1 HYN, 85. This compactness should not be exaggerated, and one reads at times ‘negationist’ boutades like that of Press 1965, 24 (the book on MacNeice cited in this poet’s bibliography, § 17.1), that is, that there is no evidence that all four poets ever got together and sat down for a discussion in the same room. It is true that MacNeice was systematically excluded from the basic quartet.

2 Auden and Isherwood were lovers until 1939; only MacNeice was not homosexual; Spender was, despite marrying twice.

3 ‘My poetry […] is the record of my individual struggle from darkness towards some measure of light’ (quoted in Fitzgibbon’s 1970 biography of Thomas, 151–2, listed in the bibliography in § 69.1).

4 Medley, who became a painter, was the first to arouse Auden’s homosexual inclination. Auden attributed it to his father’s long absence from home, in the war between 1914 and 1918, just as his weakness for smoking was linked to a too premature weaning at his mother’s breast (Osborne 1980, 44).
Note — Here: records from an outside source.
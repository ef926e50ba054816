use crate::extract::ListingExtractor;
use crate::fetch::{HttpFetcher, PageFetchError, PageFetcher};
use crate::{ScrapeConfig, ScrapeQuery, Scraper};
use async_trait::async_trait;
use dakar_core::{Category, Result, VehicleRecord};
use std::sync::Arc;
use tracing::info;

/// Scraper for the dakar-auto.com classifieds feeds.
pub struct DakarAutoScraper {
    fetcher: Arc<dyn PageFetcher>,
    cars: ListingExtractor,
    motorcycles: ListingExtractor,
    rentals: ListingExtractor,
    concurrency: usize,
}

impl DakarAutoScraper {
    pub fn new(config: &ScrapeConfig) -> Result<Self> {
        let fetcher = Arc::new(HttpFetcher::new(config.timeout)?);
        Self::with_fetcher(fetcher, config.concurrency)
    }

    /// Builds a scraper over any page source, e.g. a stub in tests.
    pub fn with_fetcher(fetcher: Arc<dyn PageFetcher>, concurrency: usize) -> Result<Self> {
        Ok(Self {
            fetcher,
            cars: ListingExtractor::new(Category::Cars)?,
            motorcycles: ListingExtractor::new(Category::Motorcycles)?,
            rentals: ListingExtractor::new(Category::Rentals)?,
            concurrency: concurrency.max(1),
        })
    }

    fn extractor(&self, category: Category) -> &ListingExtractor {
        match category {
            Category::Cars => &self.cars,
            Category::Motorcycles => &self.motorcycles,
            Category::Rentals => &self.rentals,
        }
    }
}

#[async_trait]
impl Scraper for DakarAutoScraper {
    fn supported_categories(&self) -> Vec<Category> {
        Category::ALL.to_vec()
    }

    fn concurrency(&self) -> usize {
        self.concurrency
    }

    async fn scrape_page(&self, query: &ScrapeQuery) -> std::result::Result<Vec<VehicleRecord>, PageFetchError> {
        let page = self
            .fetcher
            .fetch(query.category, &query.feed_url, query.page)
            .await?;

        let records = self.extractor(query.category).extract(&page.markup);
        info!(
            "Page {} of {}: {} listings extracted",
            page.page,
            query.category,
            records.len()
        );
        Ok(records)
    }
}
5 In reality, his duties were reduced to that of a radio announcer for programmes in English destined only for compatriot combatants.

6 OCE, vol. I, 347.

7 A judgement later retracted.

8 Auden’s sexual habits suggest a controlled, in reality somewhat disconcerting hiatus between irresistible starvation and the self-control of artistic work: two spheres incommunicado. The promiscuous Auden was a hunter of muscular boys, and he gathered a collection of conquests in the most diverse locations on disparate occasions. As the psychiatrist Layard stated (cited in Carpenter 1981, 90), ‘Wystan liked being beaten up a bit’. This reciprocal separation between body and mind was dated back (by Mendelson 1983, 65 and 216–17) to the nine months spent by Auden in Berlin in 1929. In 1983, an examination of notebooks and letters not yet published at the time, allowed Mendelson, who made extensive use of them, to discover and cast light on some links within the lyric poems. Auden, in particular, detailed the inner torment of his homosexuality, and in fact up to 1933 his poems also conceal this fatigue.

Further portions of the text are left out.